1.    SMT.HANAMAWWA W/O. YALLAPPA KADALIKAOPPA
      AGE 57 YEARS, OCC: AGRICULTURE
      R/O. BANAHATTI, TALUK NARGUND

2.    SMT.LAXMAWWA W/O. LAXMAPPA PUJAR
      AGE 55 YEARS, OCC: AGRICULTURE
      R/O. BANAHATTI, NARGUND

3.    SMT YALLAWWA W/O. RAMAPPA TAPRESHIAGE
      MAJOR, OCC: HOUSEHOLD
      R/O. BANAHATTITALUK NARGUND

                                                 ... RESPONDENTS
(BY SRI.S.Y.SHIVALLI, ADV. FOR R1 & R3,
SRI.GOPAL KRISHNA R.KOLLI ADV, FOR R2)
                               2




      THIS APPEAL IS FILED U/S 100 CPC AGAISNT THE JUDGMENT
AND DECREE DATED:18.4.2006 PASSED IN RA.NO. 150/2000 ON THE
FILE OF THE ADDL.CIVIL JUDGE (SR.DN.), GADAG, DISMISSING THE
APPEAL   AND   CONFIRMING     THE   JUDGMENT    AND   DECREE
DATED:11.10.2000 PASSED IN OS.NO.11/1995 ON THE FILE OF THE
CIVIL JUDGE (JR.DN.) & JMFC, NARGUND. TRIAL COURT DECREED
THE SUIT APPELLATE COURT DISMISSED THE APPEAL SUIT FOR
DECLARATION

IN RSA NO.2117/2006

BETWEEN

SURESH HANAMAPPA TALWAR
AGE 40 YEARS, OCC AGRICULTURE
R/AT BANAHATTI, TQ NARGUND
                                                ... APPELLANT
(BY SRI.A.P.MURARI, ADV.)

AND

1.    HANUMAPPA KANAKAPPA TALWAR
      DECEASED AND APPELALNT IS TREATED AS LR

2.    SMT HANAMAWWA
      W/O YALLAPPA KADALIKAOPPA
      AGE 57 YEARS, OCC HOUSEHOLD WORK
      R/AT BANAHATTI, TQ NARGUND

3.    SMT LAXMAWWA W/O LAXMAPPA PUJAR
      AGE 55 YEARS, OCC HOUSEHOLD WORK AND AGRICULTURE
      R/AT BANAHATTI NARGUND
      NOW R/AT C/O LAXMAPPA BHIMAPPA PUJAR
      KRFCAMP KHANAPUR BELGAUM DIST

4.    SMT YALLAWWA W/O RAMAPPA TAPRESHIAGE
      DECEASED, R2 AND R3 ARE TREATED AS LRS.

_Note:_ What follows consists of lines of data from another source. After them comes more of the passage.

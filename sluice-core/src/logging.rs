//! Diagnostic logging for the container.
//!
//! Request-path diagnostics go through `tracing`; this module re-exports its
//! macros and sets up the global subscriber. Access logs and page engine
//! messages that must not slow a request down go through
//! [`sluice_log::LogQueue`] instead.
//!
//! ```no_run
//! use sluice_core::logging::*;
//!
//! let _guard = TracingConfig::new()
//!     .level(Level::Debug)
//!     .format(Format::Compact)
//!     .output(LogOutput::Stderr)
//!     .init()
//!     .unwrap();
//!
//! info!(addr = "127.0.0.1:8080", "Connector started");
//! ```

use crate::{Error, Result};
use std::io;
use tracing_appender::non_blocking::{NonBlocking, WorkerGuard};
use tracing_subscriber::{
    EnvFilter, Layer, Registry,
    fmt::{self, format::FmtSpan},
    layer::SubscriberExt,
    util::SubscriberInitExt,
};

pub use sluice_log::{Format, Level};
pub use tracing::{debug, error, info, trace, warn};
pub use tracing_appender;

/// Filter directive for a level
pub fn level_directive(level: Level) -> &'static str {
    match level {
        Level::Trace => "trace",
        Level::Debug => "debug",
        Level::Info => "info",
        Level::Warn => "warn",
        Level::Error => "error",
        Level::Off => "off",
    }
}

/// Output destination for diagnostics
#[derive(Debug, Clone, PartialEq, Eq)]
pub enum LogOutput {
    Stdout,
    Stderr,
    /// Append to a single file
    File(String),
    /// Daily rotating files
    RollingFile { directory: String, prefix: String },
}

/// Global `tracing` subscriber settings.
#[derive(Debug, Clone)]
pub struct TracingConfig {
    pub level: Level,
    pub format: Format,
    pub output: LogOutput,
    /// Include target (module path)
    pub targets: bool,
    pub thread_ids: bool,
    /// Emit an event when a span closes
    pub spans: bool,
    pub colors: bool,
    /// Filter directives overriding `level`, e.g. `sluice_core=debug,sluice_jsp=info`
    pub env_filter: Option<String>,
}

impl Default for TracingConfig {
    fn default() -> Self {
        Self {
            level: Level::Info,
            format: Format::Json,
            output: LogOutput::Stdout,
            targets: true,
            thread_ids: false,
            spans: false,
            colors: false,
            env_filter: None,
        }
    }
}

impl TracingConfig {
    pub fn new() -> Self {
        Self::default()
    }

    /// Mirror the level and format of a drain-daemon configuration
    pub fn from_log_config(config: &sluice_log::LogConfig) -> Self {
        Self {
            level: config.level,
            format: config.format,
            ..Self::default()
        }
    }

    pub fn level(mut self, level: Level) -> Self {
        self.level = level;
        self
    }

    pub fn format(mut self, format: Format) -> Self {
        self.format = format;
        self
    }

    pub fn output(mut self, output: LogOutput) -> Self {
        self.output = output;
        self
    }

    pub fn with_targets(mut self, enable: bool) -> Self {
        self.targets = enable;
        self
    }

    pub fn with_thread_ids(mut self, enable: bool) -> Self {
        self.thread_ids = enable;
        self
    }

    pub fn with_spans(mut self, enable: bool) -> Self {
        self.spans = enable;
        self
    }

    pub fn with_colors(mut self, enable: bool) -> Self {
        self.colors = enable;
        self
    }

    pub fn with_env_filter(mut self, filter: impl Into<String>) -> Self {
        self.env_filter = Some(filter.into());
        self
    }

    /// Build the level filter. `RUST_LOG` wins when no explicit filter is set.
    pub fn build_filter(&self) -> EnvFilter {
        let fallback = || EnvFilter::new(level_directive(self.level));
        match &self.env_filter {
            Some(directives) => EnvFilter::try_new(directives).unwrap_or_else(|_| fallback()),
            None => EnvFilter::try_from_default_env().unwrap_or_else(|_| fallback()),
        }
    }

    /// Install the global subscriber.
    ///
    /// Keep the returned guard alive; dropping it flushes buffered output.
    /// Fails if the log file cannot be opened or a subscriber is already set.
    pub fn init(self) -> Result<WorkerGuard> {
        let (writer, guard) = match &self.output {
            LogOutput::Stdout => tracing_appender::non_blocking(io::stdout()),
            LogOutput::Stderr => tracing_appender::non_blocking(io::stderr()),
            LogOutput::File(path) => {
                let file = std::fs::OpenOptions::new()
                    .create(true)
                    .append(true)
                    .open(path)?;
                tracing_appender::non_blocking(file)
            }
            LogOutput::RollingFile { directory, prefix } => {
                tracing_appender::non_blocking(tracing_appender::rolling::daily(directory, prefix))
            }
        };

        tracing_subscriber::registry()
            .with(self.fmt_layer(writer))
            .with(self.build_filter())
            .try_init()
            .map_err(|e| Error::Config(format!("tracing subscriber: {}", e)))?;
        Ok(guard)
    }

    fn fmt_layer(&self, writer: NonBlocking) -> Box<dyn Layer<Registry> + Send + Sync> {
        let span_events = if self.spans {
            FmtSpan::CLOSE
        } else {
            FmtSpan::NONE
        };
        let layer = fmt::layer()
            .with_writer(writer)
            .with_target(self.targets)
            .with_thread_ids(self.thread_ids)
            .with_span_events(span_events);

        match self.format {
            Format::Json => layer
                .json()
                .with_current_span(self.spans)
                .with_span_list(self.spans)
                .boxed(),
            Format::Pretty => layer.pretty().with_ansi(self.colors).boxed(),
            Format::Compact => layer.compact().with_ansi(self.colors).boxed(),
        }
    }
}
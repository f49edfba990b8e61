// Page engine options

use crate::{JspError, JspResult};
use serde::Deserialize;
use std::path::PathBuf;
use std::str::FromStr;
use std::time::Duration;

/// Environment variable prefix for [`JspOptions::from_env`]
pub const ENV_PREFIX: &str = "SLUICE_JSP_";

/// Settings for compilation, reloading and availability.
#[derive(Debug, Clone, PartialEq, Eq, Deserialize)]
#[serde(default)]
pub struct JspOptions {
    /// Run the compile step on every request so source edits show up immediately
    pub development: bool,
    /// Where generated artifacts are written
    pub scratch_dir: PathBuf,
    /// Seconds between background staleness checks when not in development mode
    pub check_interval_secs: u64,
    /// Unavailability window used when a page does not give a positive one
    pub default_unavailable_secs: u64,
}

impl Default for JspOptions {
    fn default() -> Self {
        Self {
            development: true,
            scratch_dir: std::env::temp_dir().join("sluice-jsp"),
            check_interval_secs: 300,
            default_unavailable_secs: 60,
        }
    }
}

impl JspOptions {
    pub fn new() -> Self {
        Self::default()
    }

    /// Compile once, then rely on the background check
    pub fn production() -> Self {
        Self {
            development: false,
            ..Self::default()
        }
    }

    pub fn development(mut self, enabled: bool) -> Self {
        self.development = enabled;
        self
    }

    pub fn scratch_dir(mut self, dir: impl Into<PathBuf>) -> Self {
        self.scratch_dir = dir.into();
        self
    }

    pub fn check_interval(mut self, interval: Duration) -> Self {
        self.check_interval_secs = interval.as_secs();
        self
    }

    pub fn default_unavailable(mut self, window: Duration) -> Self {
        self.default_unavailable_secs = window.as_secs();
        self
    }

    pub fn check_interval_duration(&self) -> Duration {
        Duration::from_secs(self.check_interval_secs.max(1))
    }

    /// Parse a TOML document. Missing keys keep their defaults.
    pub fn from_toml_str(content: &str) -> JspResult<Self> {
        toml::from_str(content).map_err(|e| {
            JspError::Core(sluice_core::Error::Config(format!(
                "TOML parse error: {}",
                e
            )))
        })
    }

    /// Defaults overridden by `SLUICE_JSP_*` environment variables.
    pub fn from_env() -> JspResult<Self> {
        Self::from_vars(std::env::vars())
    }

    /// Defaults overridden by `SLUICE_JSP_*` entries of `vars`.
    pub fn from_vars<I, K, V>(vars: I) -> JspResult<Self>
    where
        I: IntoIterator<Item = (K, V)>,
        K: AsRef<str>,
        V: AsRef<str>,
    {
        let mut options = Self::default();
        for (key, value) in vars {
            let Some(name) = key.as_ref().strip_prefix(ENV_PREFIX) else {
                continue;
            };
            let value = value.as_ref().trim();
            match name {
                "DEVELOPMENT" => {
                    options.development = matches!(
                        value.to_ascii_lowercase().as_str(),
                        "1" | "true" | "yes" | "on"
                    )
                }
                "SCRATCH_DIR" => options.scratch_dir = PathBuf::from(value),
                "CHECK_INTERVAL_SECS" => options.check_interval_secs = parse(name, value)?,
                "DEFAULT_UNAVAILABLE_SECS" => options.default_unavailable_secs = parse(name, value)?,
                _ => {}
            }
        }
        Ok(options)
    }
}

fn parse<T: FromStr>(name: &str, value: &str) -> JspResult<T> {
    value.parse().map_err(|_| {
        JspError::Core(sluice_core::Error::Config(format!(
            "invalid value for {}{}: {:?}",
            ENV_PREFIX, name, value
        )))
    })
}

                                            ... RESPONDENTS
(BY SRI.S.Y.SHIVALLI, ADV. FOR R1 & R2,
SRI.GOPAL KRISHNA R.KOLLI ADV, FOR R3)
                               3




      THIS APPEAL IS FILED UNDER U/S 100 CPC AGAINST THE
JUDGMENT     AND    DECREE   DATED:    18.4.2006  PASSED   IN
RA.NO.151/2000 ON THE FILE OF THE ADDL.CIVIL JUDGE (SR.DN.),
GADAG, DISMISSING THE APPEAL AND CONFIRMING THE JUDGMENT
AND DECREE DATED: 11.10.2000 PASSED IN OS.72/1993 ON THE
FILE OF THE CIVIL JUDGE (JR.DN.) & JMFC, NARGUND. TRIAL COURT
DISMISSED THE SUIT APPELLATE COURT DISMISSED THE APPEAL
SUIT FOR PERMANENT INJUNCTION

     THESE APPEALS HAVING BEEN HEARD AND RESERVED FOR
JUDGMENT ON 10.02.2022 COMING ON FOR PRONOUNCEMENT OF
JUDGMENT THIS DAY, THE COURT DELIVERED THE FOLLOWING:

                          JUDGMENT

These captioned regular second appeals are filed

questioning the concurrent judgment and decree passed in

O.S.No.72/1993 and O.S.No.11/1995.

2. RSA No.2143/2006 is filed by defendant Nos.1

and 2 in O.S.No.11/1995 questioning the concurrent

judgment and decree passed by the courts below in

O.S.No.11/1995 and R.A.No.150/2000 whereas RSA

No.2117/2006 is filed by the plaintiff in O.S.No.72/1993

questioning the judgment and decree passed in

O.S.No.72/1993 and R.A.No.151/2000.

3. Brief facts of the case are that:

4. Appellant No.2/defendant No.2 in RSA

No.2143/2006 filed suit for declaration and injunction in

O.S.No.72/1993 by specifically contending that he is the

absolute owner of the suit schedule property. The present

appellant No.1 claimed that property was originally owned

by one Smt.Nagamma and that she had no issues. The

appellant claims that said Nagamma bequeathed the suit

land bearing Sy.No.97/1A measuring 3 acres 20 guntas

situated at Banahatti village in favour of deceased

appellant No.1 who is none other than father of appellant

No.2 under Will dated 05.11.1974. Appellant No.2 further

contended that there was family arrangement and in the

family arrangement, the father of the present appellant

who was arrayed as defendant No.1 allotted the suit land in

favour of the present appellant and the same was reported

to the revenue officials by submitting a varadi to the village

accountant. The present appellant further contended that

mutation was also effected on 12.08.1982 by showing his

mother as a minor guardian. The appellant specifically

alleged in the plaint that on 12.11.1993

respondents/defendants inter se alleged that there was a

compromise and under the compromise, they claim that a

portion of the properties were allotted to their share.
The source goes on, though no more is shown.